Energía

La última crecida del Ebro reabre el debate sobre la ampliación de Yesa

  • Los municipios ribereños reclaman a la CHE soluciones de regulación para evitar nuevas inundaciones 
  • Los afectados por las avenidas urgen a finalizar el  recrecimiento de la presa, que acumula 20 años de retraso
Las obras para el recrecimiento de la presa de Yesa comenzaron en 2001. EP

Las intensas precipitaciones registradas a finales de febrero en diferentes provincias ubicadas en las orillas del río Ebro han generado crecidas importantes en todos los afluentes de la margen izquierda, desde el nacimiento del río hasta la cuenca del Aragón, cuyos caudales ya tenían tendencia descendente en sus tramos bajos.

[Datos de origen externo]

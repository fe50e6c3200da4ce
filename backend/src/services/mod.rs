//! Business logic services for the safety training LMS

pub mod assessment;
pub mod auth;
pub mod certificate;
pub mod course;
pub mod enrollment;
pub mod gamification;
pub mod learning_path;
pub mod notification;
pub mod reporting;
pub mod sync;
pub mod user;

pub use assessment::AssessmentService;
pub use auth::AuthService;
pub use certificate::CertificateService;
pub use course::CourseService;
pub use enrollment::EnrollmentService;
pub use gamification::GamificationService;
pub use learning_path::LearningPathService;
pub use notification::NotificationService;
pub use reporting::ReportingService;
pub use sync::SyncService;
pub use user::UserService;
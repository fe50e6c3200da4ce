//! Course content models (LCMS)

use rust_decimal::Decimal;
use serde::{Deserialize, Serialize};

/// Course classification
#[derive(Debug, Clone, Copy, Serialize, Deserialize, PartialEq, Eq)]
#[serde(rename_all = "snake_case")]
#[cfg_attr(feature = "sqlx", derive(sqlx::Type))]
#[cfg_attr(feature = "sqlx", sqlx(type_name = "course_type", rename_all = "snake_case"))]
pub enum CourseType {
    Mandatory,
    Optional,
    Refresher,
}

/// Course lifecycle status
#[derive(Debug, Clone, Copy, Serialize, Deserialize, PartialEq, Eq)]
#[serde(rename_all = "snake_case")]
#[cfg_attr(feature = "sqlx", derive(sqlx::Type))]
#[cfg_attr(feature = "sqlx", sqlx(type_name = "course_status", rename_all = "snake_case"))]
pub enum CourseStatus {
    Draft,
    Published,
    Archived,
}

/// Lesson content type
#[derive(Debug, Clone, Copy, Serialize, Deserialize, PartialEq, Eq)]
#[serde(rename_all = "snake_case")]
#[cfg_attr(feature = "sqlx", derive(sqlx::Type))]
#[cfg_attr(feature = "sqlx", sqlx(type_name = "lesson_type", rename_all = "snake_case"))]
pub enum LessonType {
    Video,
    Pdf,
    Scorm,
    Interactive,
    Audio,
    Quiz,
    Text,
    Presential,
}

impl LessonType {
    /// Presential lessons happen in the field and need attendance evidence
    pub fn is_presential(&self) -> bool {
        matches!(self, LessonType::Presential)
    }
}

impl std::fmt::Display for CourseStatus {
    fn fmt(&self, f: &mut std::fmt::Formatter<'_>) -> std::fmt::Result {
        match self {
            CourseStatus::Draft => write!(f, "draft"),
            CourseStatus::Published => write!(f, "published"),
            CourseStatus::Archived => write!(f, "archived"),
        }
    }
}

/// Check that a course can be published
pub fn check_publishable(status: CourseStatus, lesson_count: i64) -> Result<(), &'static str> {
    if status == CourseStatus::Published {
        return Err("Course is already published");
    }
    if lesson_count == 0 {
        return Err("Course must contain at least one lesson before publishing");
    }
    Ok(())
}

/// Check that a course can be archived
pub fn check_archivable(status: CourseStatus) -> Result<(), &'static str> {
    if status == CourseStatus::Archived {
        return Err("Course is already archived");
    }
    Ok(())
}

/// Structural edits (modules, lessons) are only allowed on drafts
pub fn check_structure_editable(status: CourseStatus) -> Result<(), &'static str> {
    if status != CourseStatus::Draft {
        return Err("Only draft courses can be modified structurally");
    }
    Ok(())
}

/// Code assigned to a duplicated course, e.g. `SEG-001-COPY-A1B2C3`
pub fn duplicate_course_code(code: &str, suffix: &str) -> String {
    let suffix: String = suffix
        .chars()
        .filter(|c| c.is_ascii_hexdigit())
        .take(6)
        .collect();
    format!("{}-COPY-{}", code, suffix.to_uppercase())
}

/// Percentage of enrollments that reached completion, rounded to 2 decimals
pub fn completion_rate(completed: i64, total: i64) -> Decimal {
    if total <= 0 {
        return Decimal::ZERO;
    }
    (Decimal::from(completed) * Decimal::from(100) / Decimal::from(total)).round_dp(2)
}

#[cfg(test)]
mod tests {
    use super::*;

    #[test]
    fn test_publish_rules() {
        assert!(check_publishable(CourseStatus::Draft, 3).is_ok());
        assert!(check_publishable(CourseStatus::Archived, 1).is_ok());
        assert!(check_publishable(CourseStatus::Published, 3).is_err());
        assert!(check_publishable(CourseStatus::Draft, 0).is_err());
    }

    #[test]
    fn test_archive_rules() {
        assert!(check_archivable(CourseStatus::Published).is_ok());
        assert!(check_archivable(CourseStatus::Archived).is_err());
    }

    #[test]
    fn test_duplicate_code() {
        assert_eq!(
            duplicate_course_code("SEG-001", "a1b2c3d4e5"),
            "SEG-001-COPY-A1B2C3"
        );
    }

    #[test]
    fn test_completion_rate() {
        assert_eq!(completion_rate(0, 0), Decimal::ZERO);
        assert_eq!(completion_rate(1, 3), Decimal::new(3333, 2));
        assert_eq!(completion_rate(5, 5), Decimal::from(100));
    }
}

Estas avenidas han provocado inundaciones en pueblos de Burgos y Álava, así como en municipios de las comunidades de La Rioja, Navarra y Aragón, anegando campos de cultivo, instalaciones ganaderas o infraestructuras urbanas, y dañando también numerosas motas y cordones construidos para contener la fuerza del agua.

Se trata de una estampa bastante habitual durante los meses de invierno que podría repetirse en primavera a causa del deshielo y que, según apuntan desde la Confederación Hidrográfica del Ebro, consigue moderarse en parte gracias a las labores preventivas que durante los últimos años se han realizado a lo largo del río, con cauces de alivio, áreas de inundación controlada, perímetros de protección en núcleos urbanos o retranqueos.

Para disminuir el riesgo de inundación también resulta de vital importancia la gestión que el organismo de cuenca realiza de los embalses Ullibarri y Urrúnaga, en el País Vasco; Eugi, Alloz, Itoiz y Yesa, en Navarra; Mansilla, en La Rioja y en el Sistema de Mequinenza y Ribarroja-Flix, con el objetivo de reducir los caudales máximos aguas abajo.

Sin embargo, los representantes de los municipios ubicados en la ribera del río señalan que el recrecimiento de la presa del embalse de Yesa, en Navarra, sería una de las soluciones más eficientes para combatir las riadas.

"Es la herramienta más potente que tenemos para embalsar y desembalsar y evitar los desastres humanos y la extensión del río fuera del cauce", argumenta Ángel Samper, consejero de Agricultura del Gobierno de Aragón.

El proyecto contempla aumentar la capacidad de la presa de los 446 hm³ actuales hasta los 1525 hm³ (hasta tres veces más), duplicando asimismo la superficie inundada y convirtiendo a Yesa en un embalse plurianual.

Las obras comenzaron a ejecutarse en 2001, pero se vieron afectadas por problemas en la consolidación de la orilla izquierda, donde aparecieron grietas de gran tamaño, y por un deslizamiento de tierras que estuvo a punto de derrumbar al vaso del embalse.

También se vieron comprometidas por las protestas ciudadanas de los municipios afectados y la asociación Río Aragón, que denuncia desde hace años que existe una alta probabilidad de deslizamiento en las laderas que la sostienen la presa, lo que entraña un importante riesgo para las poblaciones aguas abajo del pantano, incluyendo la ciudad de Zaragoza.

Los trabajos deberían haber finalizado en 2005, pero actualmente se encuentran parados temporalmente a la espera de que el Ministerio para la Transición Ecológica apruebe la cuarta modificación del proyecto, que afecta a los nuevos aliviaderos por los que se evacúa el agua de la presa, y se solucionen los problemas relacionados con la reposición de la carretera A-137 de Sigüés. En los últimos días, la Confederación Hidrográfica del Ebro ha señalado que las obras podrían estar listas en 2027.

"Las laderas de Yesa se siguen moviendo y, a fecha de hoy, el programa de observación de la Tierra de la Unión Europea Copernicus confirma al 100% que las laderas de Yesa se mueven y se están triturando", insisten desde la asociación Rio Aragón.

Más allá del recrecimiento de Yesa, la Confederación Hidrográfica, en colaboración con el Miteco y los gobiernos de Aragón, La Rioja y Navarra continúa desarrollando la estrategia "Ebro Resiliente" para trabajar en la gestión del riesgo de inundación del tramo medio del río.

En concreto, se estudian 260 kilómetros de longitud divididos en 16 tramos y se analizan las distintas alternativas para afrontar episodios de inundación con el fin de defender los núcleos urbanos y la actividad agrícola.